Снег, звон, отчаяние. Корабль Рождества уходит, шлепая по воде колесом.
* * *
Санкт-Петербург, 3 января 1850 года
«Ни один месяц в году не богат так удовольствиями, как шумный, веселый январь. Неистощимый весельчак, он успевает побывать на всех городских прогулках и загородных пикниках; ненасытный гастроном, он беспрестанно дает завтраки, обеды, ужины, изобретает лакомства и пенит шампанское; неутомимый танцор, он всякий день шаркает в кадрили и носится в польке; любопытный шалун, он каждую ночь толкается в маскарадах, шутит с интригующими его масками и рассыпает из-под домино остроты и любезности…»
Январь в семействе Триярских ознаменовался темной слезливой суетой.

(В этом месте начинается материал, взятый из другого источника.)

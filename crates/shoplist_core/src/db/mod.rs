//! SQLite storage bootstrap and schema migration entry points.
//!
//! # Responsibility
//! - Open and configure SQLite connections for shoplist core.
//! - Apply schema migrations in deterministic order.
//!
//! # Invariants
//! - Migration version is tracked via `PRAGMA user_version`.
//! - Core code must not read/write application data before migrations succeed.

use std::error::Error;
use std::fmt::{Display, Formatter};

pub mod migrations;
mod open;

pub use open::{open_db, open_db_in_memory};

pub type DbResult<T> = Result<T, DbError>;

#[derive(Debug)]
pub enum DbError {
    Sqlite(rusqlite::Error),
    UnsupportedSchemaVersion {
        db_version: u32,
        latest_supported: u32,
    },
}

impl Display for DbError {
    fn fmt(&self, f: &mut Formatter<'_>) -> std::fmt::Result {
        match self {
            Self::Sqlite(err) => write!(f, "{err}"),
            Self::UnsupportedSchemaVersion {
                db_version,
                latest_supported,
            } => write!(
                f,
                "database schema version {db_version} is newer than supported {latest_supported}"
            ),
        }
    }
}

impl Error for DbError {
    fn source(&self) -> Option<&(dyn Error + 'static)> {
        match self {
            Self::Sqlite(err) => Some(err),
            Self::UnsupportedSchemaVersion { .. } => None,
        }
    }
}

impl From<rusqlite::Error> for DbError {
    fn from(value: rusqlite::Error) -> Self {
        Self::Sqlite(value)
    }
}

Начало ей было положено еще в канун Рождества: антихрист Маринелли ворвался в мирное жилище, обманул слуг, поднялся в залу и захватил Левушку. При этом слуги хлопали ушами, Папенька глядел двенадцатый сон, а Варенька была в беспамятстве. Потом, правда, оказалось, что, как раз когда Маринелли уносил Левушку, она поднялась сомнамбулою, но, не сделав и двух шагов, упала. Маринелли сбежал с Левушкою вниз, юркнул в экипаж и унесся в снежном мраке.
Рождество прошло в трауре. Слуги рвали на себе волосы и падали в ноги. Папенька, до этого не всегда замечавший присутствие Левушки, сделался бледен и переворачивал дом в поисках пистолетов. Дети тенями жались по углам. Очнулась наверху Варенька и слабо спросила, что такое стряслось. Обморок.

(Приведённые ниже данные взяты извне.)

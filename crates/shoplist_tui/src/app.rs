use crate::event::{AppEvent, Event, EventHandler};
use crate::popup::Popup;
use crossterm::event::{KeyCode, KeyEvent, KeyEventKind, KeyModifiers};
use ratatui::DefaultTerminal;
use shoplist_core::{ItemStore, ListSession, RowId, SessionError};

/// Which control currently receives typed input.
#[derive(Debug, Clone, Copy, PartialEq, Eq, Default)]
pub enum Focus {
    #[default]
    Input,
    List,
    Filter,
}

/// Application shell around one core [`ListSession`].
///
/// Holds only presentation state (focus, list cursor, popup); every
/// decision about the item list is delegated to the session.
pub struct App<S: ItemStore> {
    pub running: bool,
    pub events: EventHandler,
    pub session: ListSession<S>,
    pub focus: Focus,
    pub selected: usize,
    pub popup: Popup,
}

impl<S: ItemStore> App<S> {
    pub fn new(session: ListSession<S>) -> Self {
        Self {
            running: false,
            events: EventHandler::new(),
            session,
            focus: Focus::Input,
            selected: 0,
            popup: Popup::None,
        }
    }

    /// Runs the application's main loop until quit.
    pub fn run(mut self, mut terminal: DefaultTerminal) -> color_eyre::Result<()> {
        self.running = true;
        while self.running {
            terminal.draw(|frame| frame.render_widget(&self, frame.area()))?;
            self.handle_events()?;
        }
        Ok(())
    }

    pub fn handle_events(&mut self) -> color_eyre::Result<()> {
        match self.events.next()? {
            Event::Tick => self.tick(),
            Event::Crossterm(event) => {
                if let crossterm::event::Event::Key(key_event) = event {
                    if key_event.kind == KeyEventKind::Press {
                        self.handle_key_event(key_event);
                    }
                }
            }
            Event::App(AppEvent::Quit) => self.quit(),
        }
        Ok(())
    }

    /// Handles key events; exactly one handler runs per event, so each
    /// session read-modify-write below is atomic with respect to input.
    pub fn handle_key_event(&mut self, key_event: KeyEvent) {
        if self.popup.is_open() {
            self.handle_popup_key(key_event.code);
            return;
        }

        match key_event.code {
            KeyCode::Char('c' | 'C') if key_event.modifiers == KeyModifiers::CONTROL => {
                self.events.send(AppEvent::Quit);
                return;
            }
            KeyCode::Char('k' | 'K') if key_event.modifiers == KeyModifiers::CONTROL => {
                self.clear_all();
                return;
            }
            KeyCode::Tab => {
                self.cycle_focus();
                return;
            }
            KeyCode::Esc => {
                // External reset: back to the default, non-editing look.
                self.session.reconcile();
                self.focus = Focus::Input;
                return;
            }
            _ => {}
        }

        match self.focus {
            Focus::Input => self.handle_input_key(key_event.code),
            Focus::List => self.handle_list_key(key_event.code),
            Focus::Filter => self.handle_filter_key(key_event.code),
        }
    }

    fn handle_popup_key(&mut self, code: KeyCode) {
        match &self.popup {
            Popup::ConfirmRemove { .. } => match code {
                KeyCode::Char('y' | 'Y') | KeyCode::Enter => {
                    self.popup = Popup::None;
                    if let Err(err) = self.session.confirm_remove() {
                        self.notice(&err);
                    }
                    self.clamp_selection();
                }
                KeyCode::Char('n' | 'N') | KeyCode::Esc => {
                    self.popup = Popup::None;
                    self.session.decline_remove();
                }
                _ => {}
            },
            Popup::Notice { .. } => self.popup = Popup::None,
            Popup::None => {}
        }
    }

    fn handle_input_key(&mut self, code: KeyCode) {
        match code {
            KeyCode::Enter => self.submit(),
            KeyCode::Backspace => self.session.input_backspace(),
            KeyCode::Char(c) => self.session.input_char(c),
            KeyCode::Down => self.focus = Focus::List,
            _ => {}
        }
    }

    fn handle_list_key(&mut self, code: KeyCode) {
        match code {
            KeyCode::Char('q') => self.events.send(AppEvent::Quit),
            KeyCode::Up => self.move_selection(-1),
            KeyCode::Down => self.move_selection(1),
            KeyCode::Enter | KeyCode::Char('e') => self.begin_edit_selected(),
            KeyCode::Delete | KeyCode::Char('d') => self.request_remove_selected(),
            _ => {}
        }
    }

    fn handle_filter_key(&mut self, code: KeyCode) {
        match code {
            KeyCode::Backspace => {
                let mut text = self.session.filter().to_string();
                text.pop();
                self.session.set_filter(text);
                self.clamp_selection();
            }
            KeyCode::Char(c) => {
                let mut text = self.session.filter().to_string();
                text.push(c);
                self.session.set_filter(text);
                self.clamp_selection();
            }
            _ => {}
        }
    }

    fn submit(&mut self) {
        match self.session.submit() {
            Ok(_) => self.clamp_selection(),
            Err(err) => self.notice(&err),
        }
    }

    fn begin_edit_selected(&mut self) {
        let Some(id) = self.selected_row_id() else {
            return;
        };
        match self.session.begin_edit(id) {
            // Typing continues in the input field, now holding the row text.
            Ok(()) => self.focus = Focus::Input,
            Err(err) => self.notice(&err),
        }
    }

    fn request_remove_selected(&mut self) {
        let Some(id) = self.selected_row_id() else {
            return;
        };
        match self.session.request_remove(id) {
            Ok(name) => self.popup = Popup::ConfirmRemove { name },
            Err(err) => self.notice(&err),
        }
    }

    fn clear_all(&mut self) {
        if let Err(err) = self.session.clear_all() {
            self.notice(&err);
        }
        self.selected = 0;
        self.focus = Focus::Input;
    }

    fn cycle_focus(&mut self) {
        let controls = self.session.ui().controls_visible;
        self.focus = match self.focus {
            Focus::Input if controls => Focus::List,
            Focus::Input => Focus::Input,
            Focus::List if controls => Focus::Filter,
            Focus::List => Focus::Input,
            Focus::Filter => Focus::Input,
        };
    }

    /// Ids of the rows currently shown, in display order.
    pub fn visible_row_ids(&self) -> Vec<RowId> {
        self.session
            .view()
            .rows()
            .iter()
            .filter(|row| row.visible)
            .map(|row| row.id)
            .collect()
    }

    /// Index of the selected row within the visible rows.
    pub fn selected_visible_index(&self) -> Option<usize> {
        let count = self.session.view().visible_len();
        if count == 0 {
            None
        } else {
            Some(self.selected.min(count - 1))
        }
    }

    fn selected_row_id(&self) -> Option<RowId> {
        let ids = self.visible_row_ids();
        self.selected_visible_index().map(|index| ids[index])
    }

    fn move_selection(&mut self, delta: isize) {
        let count = self.session.view().visible_len();
        if count == 0 {
            return;
        }
        let current = self.selected.min(count - 1) as isize;
        self.selected = current.saturating_add(delta).clamp(0, count as isize - 1) as usize;
    }

    fn clamp_selection(&mut self) {
        let count = self.session.view().visible_len();
        if count == 0 {
            self.selected = 0;
        } else if self.selected >= count {
            self.selected = count - 1;
        }
    }

    fn notice(&mut self, err: &SessionError) {
        self.popup = Popup::Notice {
            message: notice_text(err),
        };
    }

    fn tick(&mut self) {}

    pub fn quit(&mut self) {
        self.running = false;
    }
}

/// Maps session errors to the user-facing notice wording.
fn notice_text(err: &SessionError) -> String {
    match err {
        SessionError::EmptyInput => "Please add an item".to_string(),
        SessionError::Duplicate(name) => format!("{name} already exists!"),
        other => other.to_string(),
    }
}

#[cfg(test)]
mod tests {
    use super::notice_text;
    use shoplist_core::SessionError;

    #[test]
    fn notice_text_matches_prompt_wording() {
        assert_eq!(notice_text(&SessionError::EmptyInput), "Please add an item");
        assert_eq!(
            notice_text(&SessionError::Duplicate("Milk".to_string())),
            "Milk already exists!"
        );
    }
}
//! Core domain logic for the shoplist shopping-list manager.
//! This crate is the single source of truth for business invariants.

pub mod db;
pub mod logging;
pub mod repo;
pub mod session;
pub mod store;
pub mod view;

pub use logging::{default_log_level, init_logging, logging_status};
pub use repo::item_repo::ItemRepository;
pub use session::list_session::{
    ListSession, Mode, SessionError, SessionResult, SubmitMode, UiState,
};
pub use store::{
    memory_store::MemoryItemStore, sqlite_store::SqliteItemStore, ItemStore, StoreError,
    StoreResult, ITEMS_KEY,
};
pub use view::list_view::{ListView, Row, RowId};

/// Returns the core crate version.
pub fn core_version() -> &'static str {
    env!("CARGO_PKG_VERSION")
}
//! Search-space pruning for the burrow solver.
//!
//! Two mechanisms keep the branch-and-bound search tractable: the global
//! best-completed-energy bound (candidates already at or above it can never
//! improve the answer, since every move costs energy) and a dedup index of
//! previously generated placements. The index is keyed by placement alone and
//! records the minimum energy at which each placement was reached; a candidate
//! is admitted only when it beats that minimum. Neither mechanism changes the
//! final answer, only how much of the tree gets explored.

use std::collections::hash_map::Entry;

use rustc_hash::FxHashMap;

use crate::burrow::{Placement, State};

/// Dedup index over previously seen placements.
pub struct SeenStates {
    best_by_placement: FxHashMap<Placement, u32>,
    enabled: bool,
    recorded: usize,
}

impl SeenStates {
    pub fn new(enabled: bool) -> SeenStates {
        SeenStates {
            best_by_placement: FxHashMap::default(),
            enabled,
            recorded: 0,
        }
    }

    /// Admit a placement reached at the given energy, recording it if it is
    /// new or strictly cheaper than every earlier visit. Returns `false` when
    /// an equal-or-better visit already exists. Always admits when disabled.
    pub fn admit(&mut self, placement: Placement, energy: u32) -> bool {
        if !self.enabled {
            return true;
        }
        match self.best_by_placement.entry(placement) {
            Entry::Occupied(mut entry) => {
                if energy < *entry.get() {
                    *entry.get_mut() = energy;
                    true
                } else {
                    false
                }
            }
            Entry::Vacant(entry) => {
                entry.insert(energy);
                self.recorded += 1;
                true
            }
        }
    }

    /// Number of distinct placements recorded.
    pub fn recorded(&self) -> usize {
        self.recorded
    }
}

/// Combined admission check for a candidate successor state: inside the global
/// best bound, and not a repeat visit of an already-cheaper placement.
pub fn admit_candidate(seen: &mut SeenStates, best_energy: u32, candidate: &State) -> bool {
    candidate.energy_used <= best_energy && seen.admit(candidate.placement(), candidate.energy_used)
}

#[cfg(test)]
mod tests {
    use super::*;

    fn placement(positions: &[u8]) -> Placement {
        positions.iter().copied().collect()
    }

    #[test]
    fn first_visit_is_admitted() {
        let mut seen = SeenStates::new(true);
        assert!(seen.admit(placement(&[1, 2, 3]), 100));
        assert_eq!(seen.recorded(), 1);
    }

    #[test]
    fn equal_or_worse_revisits_are_rejected() {
        let mut seen = SeenStates::new(true);
        assert!(seen.admit(placement(&[1, 2, 3]), 100));
        assert!(!seen.admit(placement(&[1, 2, 3]), 100));
        assert!(!seen.admit(placement(&[1, 2, 3]), 150));
    }

    #[test]
    fn cheaper_revisit_is_admitted_and_tightens_the_record() {
        let mut seen = SeenStates::new(true);
        assert!(seen.admit(placement(&[1, 2, 3]), 100));
        assert!(seen.admit(placement(&[1, 2, 3]), 60));
        assert!(!seen.admit(placement(&[1, 2, 3]), 80));
        // Still a single distinct placement.
        assert_eq!(seen.recorded(), 1);
    }

    #[test]
    fn distinct_placements_do_not_collide() {
        let mut seen = SeenStates::new(true);
        assert!(seen.admit(placement(&[1, 2, 3]), 100));
        assert!(seen.admit(placement(&[3, 2, 1]), 100));
        assert_eq!(seen.recorded(), 2);
    }

    #[test]
    fn disabled_index_admits_everything() {
        let mut seen = SeenStates::new(false);
        assert!(seen.admit(placement(&[1, 2, 3]), 100));
        assert!(seen.admit(placement(&[1, 2, 3]), 100));
        assert!(seen.admit(placement(&[1, 2, 3]), 500));
    }

    #[test]
    fn candidates_above_the_bound_are_rejected() {
        let mut seen = SeenStates::new(true);
        let cheap = State::new([1usize, 2], 10);
        let expensive = State::new([2usize, 1], 500);
        assert!(admit_candidate(&mut seen, 100, &cheap));
        assert!(!admit_candidate(&mut seen, 100, &expensive));
    }
}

Среди этих мельканий лишь одна фигура располагалась недвижно, за столом, и осмысленными глотками допивала чай с лимоном. Почти ничего не говоря, одними взглядами из-за чашечки, Маменька упорядочивала хаос. Дети были успокоены и посланы спать. Прислуга вразумлена двумя-тремя либеральными тумаками и тоже отослана прочь. Папенька, который наконец отыскал свои пистолеты, был подозван поближе для беседы, по завершении которой швырнул на пол футляр с пистолетами и вышел. Маменька подобрала футляр, неодобрительно осмотрела огнестрельные орудия и отнесла в другую комнату перепрятывать. Хотя из пистолетов не было произведено ни одного выстрела, само их присутствие в доме всегда беспокоило Маменьку.

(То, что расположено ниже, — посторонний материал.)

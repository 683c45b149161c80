//! Branch-and-bound driver for the burrow-sorting search.
//!
//! The driver owns a frontier of suspended branches, each carrying its move
//! history and current state. A branch advances by taking the first legal
//! move and forking a sibling for every alternative; siblings wait in the
//! frontier until resumed. Resumption is greedy best-first by accumulated
//! move fitness, which finds a good completion quickly and tightens the
//! global bound; optimality comes from exhausting the frontier, which the
//! bound and the dedup index keep tractable.

use std::time::{Duration, Instant};

use crate::burrow::{Burrow, State};
use crate::pruning::{admit_candidate, SeenStates};
use crate::routes::{all_moves, Move};

/// Configuration for the burrow solver.
#[derive(Debug, Clone)]
pub struct SolverConfig {
    /// Maximum wall-clock time to search.
    pub timeout: Duration,
    /// Maximum branch advancement steps across the whole search.
    pub max_branch_steps: usize,
    /// Dedup previously seen placements. Disabling never changes the answer,
    /// only how long the search takes.
    pub dedup: bool,
}

impl Default for SolverConfig {
    fn default() -> Self {
        Self {
            timeout: Duration::from_secs(60),
            max_branch_steps: 10_000_000,
            dedup: true,
        }
    }
}

/// Result of a burrow search.
#[derive(Debug, Clone)]
pub struct SolverResult {
    /// Minimum energy to sort the burrow, or `None` if no completion was
    /// found (exhausted without a goal, or budget hit before the first one).
    pub best_energy: Option<u32>,
    /// Move sequence of the best completion found.
    pub best_moves: Vec<Move>,
    /// Branches resumed from the frontier.
    pub branches_run: usize,
    /// Branch advancement steps performed.
    pub branch_steps: usize,
    /// Distinct placements recorded in the dedup index.
    pub states_recorded: usize,
    /// Whether the frontier was fully exhausted (false when a budget hit).
    pub search_exhausted: bool,
    pub time_elapsed_ms: u64,
}

/// One suspended line of exploration.
struct Branch {
    moves: Vec<Move>,
    state: State,
    /// Sum of move fitness over the history; the resumption key.
    fitness_sum: i64,
}

/// Outcome of advancing a branch by one move, with any siblings forked at
/// the divergence point.
enum StepOutcome {
    Continue {
        mv: Move,
        next: State,
        forks: Vec<Branch>,
    },
    Done {
        forks: Vec<Branch>,
    },
}

/// Find the minimum energy to move every token into its home room.
pub fn solve(burrow: &Burrow, config: &SolverConfig) -> SolverResult {
    let start_time = Instant::now();
    let deadline = start_time + config.timeout;

    let mut seen = SeenStates::new(config.dedup);
    let mut best_energy = u32::MAX;
    let mut best_moves: Vec<Move> = Vec::new();
    let mut branches_run = 0usize;
    let mut branch_steps = 0usize;
    let mut search_exhausted = true;

    let mut frontier = vec![Branch {
        moves: Vec::new(),
        state: burrow.initial_state(),
        fitness_sum: 0,
    }];

    'search: while let Some(mut branch) = take_fittest(&mut frontier) {
        branches_run += 1;
        loop {
            if branch_steps >= config.max_branch_steps || Instant::now() > deadline {
                search_exhausted = false;
                break 'search;
            }
            branch_steps += 1;

            match step(burrow, &branch, best_energy, &mut seen) {
                StepOutcome::Continue { mv, next, forks } => {
                    frontier.extend(forks);
                    branch.fitness_sum += i64::from(mv.fitness);
                    branch.moves.push(mv);
                    branch.state = next;
                }
                StepOutcome::Done { forks } => {
                    frontier.extend(forks);
                    if branch.state.is_goal(burrow) && branch.state.energy_used < best_energy {
                        best_energy = branch.state.energy_used;
                        best_moves = branch.moves;
                        // The tightened bound immediately prunes live branches.
                        frontier.retain(|b| b.state.energy_used < best_energy);
                    }
                    break;
                }
            }
        }
    }

    SolverResult {
        best_energy: (best_energy != u32::MAX).then_some(best_energy),
        best_moves,
        branches_run,
        branch_steps,
        states_recorded: seen.recorded(),
        search_exhausted,
        time_elapsed_ms: start_time.elapsed().as_millis() as u64,
    }
}

/// Advance a branch: continue down the first admissible move, forking a
/// sibling branch for every other admissible alternative.
fn step(burrow: &Burrow, branch: &Branch, best_energy: u32, seen: &mut SeenStates) -> StepOutcome {
    let mut moves = all_moves(burrow, &branch.state);
    if moves.is_empty() {
        // Dead end, or the goal; the driver tells them apart.
        return StepOutcome::Done { forks: Vec::new() };
    }

    let first = moves.remove(0);
    let mut forks = Vec::new();
    for mv in moves {
        let next = mv.apply(&branch.state);
        if admit_candidate(seen, best_energy, &next) {
            let mut fork_moves = branch.moves.clone();
            let fitness_sum = branch.fitness_sum + i64::from(mv.fitness);
            fork_moves.push(mv);
            forks.push(Branch {
                moves: fork_moves,
                state: next,
                fitness_sum,
            });
        }
    }

    let next = first.apply(&branch.state);
    if admit_candidate(seen, best_energy, &next) {
        StepOutcome::Continue {
            mv: first,
            next,
            forks,
        }
    } else {
        StepOutcome::Done { forks }
    }
}

/// Remove and return the frontier branch with the highest fitness sum.
fn take_fittest(frontier: &mut Vec<Branch>) -> Option<Branch> {
    if frontier.is_empty() {
        return None;
    }
    let mut fittest = 0;
    for index in 1..frontier.len() {
        if frontier[index].fitness_sum > frontier[fittest].fitness_sum {
            fittest = index;
        }
    }
    Some(frontier.swap_remove(fittest))
}

#[cfg(test)]
mod tests {
    use super::*;
    use crate::burrow::Burrow;

    const SAMPLE: [&str; 5] = [
        "#############",
        "#...........#",
        "###B#C#B#D###",
        "  #A#D#C#A#",
        "  #########",
    ];

    // Only the top A/B pair is swapped; small enough to search without
    // any pruning at all.
    const NEARLY_SOLVED: [&str; 5] = [
        "#############",
        "#...........#",
        "###B#A#C#D###",
        "  #A#B#C#D#",
        "  #########",
    ];

    // Four Amber tokens but only two Amber room slots.
    const UNSOLVABLE: [&str; 5] = [
        "#############",
        "#...........#",
        "###A#A#C#D###",
        "  #A#A#C#D#",
        "  #########",
    ];

    #[test]
    fn sample_minimum_energy_is_12521() {
        let burrow = Burrow::parse(&SAMPLE).unwrap();
        let result = solve(&burrow, &SolverConfig::default());
        assert!(result.search_exhausted);
        assert_eq!(result.best_energy, Some(12521));
    }

    #[test]
    #[ignore = "exhaustive 4-deep search; slow in debug builds"]
    fn unfolded_sample_minimum_energy_is_44169() {
        let burrow = Burrow::parse_unfolded(&SAMPLE).unwrap();
        let result = solve(&burrow, &SolverConfig::default());
        assert!(result.search_exhausted);
        assert_eq!(result.best_energy, Some(44169));
    }

    #[test]
    fn best_moves_replay_to_the_goal_at_the_reported_energy() {
        let burrow = Burrow::parse(&SAMPLE).unwrap();
        let result = solve(&burrow, &SolverConfig::default());
        let mut state = burrow.initial_state();
        for mv in &result.best_moves {
            for &space in &mv.path {
                assert!(state.is_free(space), "replayed move crosses an occupant");
            }
            state = mv.apply(&state);
        }
        assert!(state.is_goal(&burrow));
        assert_eq!(Some(state.energy_used), result.best_energy);
    }

    #[test]
    fn repeated_runs_agree() {
        let burrow = Burrow::parse(&SAMPLE).unwrap();
        let first = solve(&burrow, &SolverConfig::default());
        let second = solve(&burrow, &SolverConfig::default());
        assert_eq!(first.best_energy, second.best_energy);
        assert_eq!(first.branch_steps, second.branch_steps);
    }

    #[test]
    fn pruning_never_changes_the_answer() {
        let burrow = Burrow::parse(&NEARLY_SOLVED).unwrap();
        let with_dedup = solve(&burrow, &SolverConfig::default());
        let without_dedup = solve(
            &burrow,
            &SolverConfig {
                dedup: false,
                ..SolverConfig::default()
            },
        );
        assert!(with_dedup.search_exhausted);
        assert!(without_dedup.search_exhausted);
        assert_eq!(with_dedup.best_energy, without_dedup.best_energy);
        assert!(with_dedup.best_energy.is_some());
    }

    #[test]
    fn unreachable_goal_reports_no_solution() {
        let burrow = Burrow::parse(&UNSOLVABLE).unwrap();
        let result = solve(&burrow, &SolverConfig::default());
        assert!(result.search_exhausted);
        assert_eq!(result.best_energy, None);
        assert!(result.best_moves.is_empty());
    }

    #[test]
    fn step_budget_stops_the_search() {
        let burrow = Burrow::parse(&SAMPLE).unwrap();
        let result = solve(
            &burrow,
            &SolverConfig {
                max_branch_steps: 1,
                ..SolverConfig::default()
            },
        );
        assert!(!result.search_exhausted);
        assert_eq!(result.branch_steps, 1);
    }
}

Наконец она поднялась к Вареньке. И вовремя – Варенька уже стояла одетой; собралась прыгать в ночь и нестись неизвестно куда. Увидев такое несвоевременное воскрешение дочери, Маменька замотала головой. Растратив всю свою риторику внизу в зале, она произносила одни только императивы; Варенька тяжело, с хрипом, дышала. Кончилось тем, что мать и дочь рухнули друг на друга и разрыдались на два голоса. Они неистово обнимались, вытирали друг другу слезы, убеждали и гладили по спине. Варенька капитулировала, дала себя освободить от одежд и уложить снова в постель. «Косточки, одни косточки на тебе остались», – шептала Маменька, подталкивая Вареньку под одеяло. Варенька всхлипывала и поджимала под себя тонкие ледяные ноги. «Обещаешь?» – повторила Маменька. Из-под одеяла утвердительно всхлипнули.